[Input records]:
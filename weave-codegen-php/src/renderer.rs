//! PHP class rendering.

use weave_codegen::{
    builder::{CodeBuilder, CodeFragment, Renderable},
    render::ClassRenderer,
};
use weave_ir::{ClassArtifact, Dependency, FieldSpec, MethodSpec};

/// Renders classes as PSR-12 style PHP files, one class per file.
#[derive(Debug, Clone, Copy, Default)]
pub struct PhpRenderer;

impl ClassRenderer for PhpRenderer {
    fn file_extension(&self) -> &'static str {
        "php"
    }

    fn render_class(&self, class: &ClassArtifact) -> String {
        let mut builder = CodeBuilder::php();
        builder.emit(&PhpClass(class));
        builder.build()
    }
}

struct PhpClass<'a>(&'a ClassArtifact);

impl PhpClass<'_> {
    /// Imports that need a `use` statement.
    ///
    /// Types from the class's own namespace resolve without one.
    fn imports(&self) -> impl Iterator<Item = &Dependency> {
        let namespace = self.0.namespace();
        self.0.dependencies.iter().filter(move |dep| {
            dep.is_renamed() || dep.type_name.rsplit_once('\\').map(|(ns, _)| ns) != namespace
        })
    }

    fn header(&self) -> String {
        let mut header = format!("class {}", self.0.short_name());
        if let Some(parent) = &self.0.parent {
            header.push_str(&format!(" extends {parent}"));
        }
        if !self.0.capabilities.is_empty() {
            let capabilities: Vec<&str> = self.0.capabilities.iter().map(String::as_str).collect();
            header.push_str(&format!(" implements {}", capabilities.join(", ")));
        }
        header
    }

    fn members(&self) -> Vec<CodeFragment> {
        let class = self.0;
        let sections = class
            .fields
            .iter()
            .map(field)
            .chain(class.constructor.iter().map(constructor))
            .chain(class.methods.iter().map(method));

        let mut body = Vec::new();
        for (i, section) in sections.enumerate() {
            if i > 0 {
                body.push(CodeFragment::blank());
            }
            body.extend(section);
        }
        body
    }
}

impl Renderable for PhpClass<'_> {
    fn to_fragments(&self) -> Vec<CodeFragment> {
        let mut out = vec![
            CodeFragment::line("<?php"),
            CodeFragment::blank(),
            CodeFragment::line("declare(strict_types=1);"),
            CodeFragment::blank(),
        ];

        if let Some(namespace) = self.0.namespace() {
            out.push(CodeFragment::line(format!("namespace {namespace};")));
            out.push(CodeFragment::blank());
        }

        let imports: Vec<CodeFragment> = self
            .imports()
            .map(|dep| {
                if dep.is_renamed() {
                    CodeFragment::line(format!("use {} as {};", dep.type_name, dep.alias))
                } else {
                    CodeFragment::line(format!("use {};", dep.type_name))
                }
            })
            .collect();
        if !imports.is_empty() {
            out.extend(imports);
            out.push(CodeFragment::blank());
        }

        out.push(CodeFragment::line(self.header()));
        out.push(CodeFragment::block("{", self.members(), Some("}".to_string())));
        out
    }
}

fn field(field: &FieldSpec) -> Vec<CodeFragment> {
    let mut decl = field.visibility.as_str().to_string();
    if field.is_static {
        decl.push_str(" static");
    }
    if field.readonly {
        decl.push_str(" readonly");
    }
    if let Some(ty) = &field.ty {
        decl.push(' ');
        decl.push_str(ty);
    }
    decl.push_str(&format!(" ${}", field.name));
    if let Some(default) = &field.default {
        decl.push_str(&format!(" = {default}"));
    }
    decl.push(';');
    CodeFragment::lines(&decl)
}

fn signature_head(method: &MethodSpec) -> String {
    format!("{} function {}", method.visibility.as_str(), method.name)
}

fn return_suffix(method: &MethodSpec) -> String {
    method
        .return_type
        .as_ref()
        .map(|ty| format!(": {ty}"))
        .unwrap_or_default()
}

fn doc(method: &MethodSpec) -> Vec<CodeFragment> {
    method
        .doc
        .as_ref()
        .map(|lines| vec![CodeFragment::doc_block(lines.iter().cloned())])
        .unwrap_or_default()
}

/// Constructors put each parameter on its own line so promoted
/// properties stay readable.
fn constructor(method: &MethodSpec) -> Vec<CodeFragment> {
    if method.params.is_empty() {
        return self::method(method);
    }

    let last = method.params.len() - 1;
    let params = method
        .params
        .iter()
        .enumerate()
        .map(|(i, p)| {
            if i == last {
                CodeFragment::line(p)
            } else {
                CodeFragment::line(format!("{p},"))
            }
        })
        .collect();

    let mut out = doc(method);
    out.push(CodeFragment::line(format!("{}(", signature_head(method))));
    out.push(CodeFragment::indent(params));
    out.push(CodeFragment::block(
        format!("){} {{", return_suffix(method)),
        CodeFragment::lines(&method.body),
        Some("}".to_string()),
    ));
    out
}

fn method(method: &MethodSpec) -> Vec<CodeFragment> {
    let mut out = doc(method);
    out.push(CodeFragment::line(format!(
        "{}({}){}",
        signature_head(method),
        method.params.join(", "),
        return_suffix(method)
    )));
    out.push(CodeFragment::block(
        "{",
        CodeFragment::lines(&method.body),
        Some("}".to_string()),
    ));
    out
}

[Requirement]:
Copy out the data exactly, keeping each line whole.

[Exercise output]:
filename weave-codegen-php/src/renderer.rs
//! PHP class rendering.

use weave_codegen::{
    builder::{CodeBuilder, CodeFragment, Renderable},
    render::ClassRenderer,
};
use weave_ir::{ClassArtifact, Dependency, FieldSpec, MethodSpec};

/// Renders classes as PSR-12 style PHP files, one class per file.
#[derive(Debug, Clone, Copy, Default)]
pub struct PhpRenderer;

impl ClassRenderer for PhpRenderer {
    fn file_extension(&self) -> &'static str {
        "php"
    }

    fn render_class(&self, class: &ClassArtifact) -> String {
        let mut builder = CodeBuilder::php();
        builder.emit(&PhpClass(class));
        builder.build()
    }
}

struct PhpClass<'a>(&'a ClassArtifact);

impl PhpClass<'_> {
    /// Imports that need a `use` statement.
    ///
    /// Types from the class's own namespace resolve without one.
    fn imports(&self) -> impl Iterator<Item = &Dependency> {
        let namespace = self.0.namespace();
        self.0.dependencies.iter().filter(move |dep| {
            dep.is_renamed() || dep.type_name.rsplit_once('\\').map(|(ns, _)| ns) != namespace
        })
    }

    fn header(&self) -> String {
        let mut header = format!("class {}", self.0.short_name());
        if let Some(parent) = &self.0.parent {
            header.push_str(&format!(" extends {parent}"));
        }
        if !self.0.capabilities.is_empty() {
            let capabilities: Vec<&str> = self.0.capabilities.iter().map(String::as_str).collect();
            header.push_str(&format!(" implements {}", capabilities.join(", ")));
        }
        header
    }

    fn members(&self) -> Vec<CodeFragment> {
        let class = self.0;
        let sections = class
            .fields
            .iter()
            .map(field)
            .chain(class.constructor.iter().map(constructor))
            .chain(class.methods.iter().map(method));

        let mut body = Vec::new();
        for (i, section) in sections.enumerate() {
            if i > 0 {
                body.push(CodeFragment::blank());
            }
            body.extend(section);
        }
        body
    }
}

impl Renderable for PhpClass<'_> {
    fn to_fragments(&self) -> Vec<CodeFragment> {
        let mut out = vec![
            CodeFragment::line("<?php"),
            CodeFragment::blank(),
            CodeFragment::line("declare(strict_types=1);"),
            CodeFragment::blank(),
        ];

        if let Some(namespace) = self.0.namespace() {
            out.push(CodeFragment::line(format!("namespace {namespace};")));
            out.push(CodeFragment::blank());
        }

        let imports: Vec<CodeFragment> = self
            .imports()
            .map(|dep| {
                if dep.is_renamed() {
                    CodeFragment::line(format!("use {} as {};", dep.type_name, dep.alias))
                } else {
                    CodeFragment::line(format!("use {};", dep.type_name))
                }
            })
            .collect();
        if !imports.is_empty() {
            out.extend(imports);
            out.push(CodeFragment::blank());
        }

        out.push(CodeFragment::line(self.header()));
        out.push(CodeFragment::block("{", self.members(), Some("}".to_string())));
        out
    }
}

fn field(field: &FieldSpec) -> Vec<CodeFragment> {
    let mut decl = field.visibility.as_str().to_string();
    if field.is_static {
        decl.push_str(" static");
    }
    if field.readonly {
        decl.push_str(" readonly");
    }
    if let Some(ty) = &field.ty {
        decl.push(' ');
        decl.push_str(ty);
    }
    decl.push_str(&format!(" ${}", field.name));
    if let Some(default) = &field.default {
        decl.push_str(&format!(" = {default}"));
    }
    decl.push(';');
    CodeFragment::lines(&decl)
}

fn signature_head(method: &MethodSpec) -> String {
    format!("{} function {}", method.visibility.as_str(), method.name)
}

fn return_suffix(method: &MethodSpec) -> String {
    method
        .return_type
        .as_ref()
        .map(|ty| format!(": {ty}"))
        .unwrap_or_default()
}

fn doc(method: &MethodSpec) -> Vec<CodeFragment> {
    method
        .doc
        .as_ref()
        .map(|lines| vec![CodeFragment::doc_block(lines.iter().cloned())])
        .unwrap_or_default()
}

/// Constructors put each parameter on its own line so promoted
/// properties stay readable.
fn constructor(method: &MethodSpec) -> Vec<CodeFragment> {
    if method.params.is_empty() {
        return self::method(method);
    }

    let last = method.params.len() - 1;
    let params = method
        .params
        .iter()
        .enumerate()
        .map(|(i, p)| {
            if i == last {
                CodeFragment::line(p)
            } else {
                CodeFragment::line(format!("{p},"))
            }
        })
        .collect();

    let mut out = doc(method);
    out.push(CodeFragment::line(format!("{}(", signature_head(method))));
    out.push(CodeFragment::indent(params));
    out.push(CodeFragment::block(
        format!("){} {{", return_suffix(method)),
        CodeFragment::lines(&method.body),
        Some("}".to_string()),
    ));
    out
}

fn method(method: &MethodSpec) -> Vec<CodeFragment> {
    let mut out = doc(method);
    out.push(CodeFragment::line(format!(
        "{}({}){}",
        signature_head(method),
        method.params.join(", "),
        return_suffix(method)
    )));
    out.push(CodeFragment::block(
        "{",
        CodeFragment::lines(&method.body),
        Some("}".to_string()),
    ));
    out
}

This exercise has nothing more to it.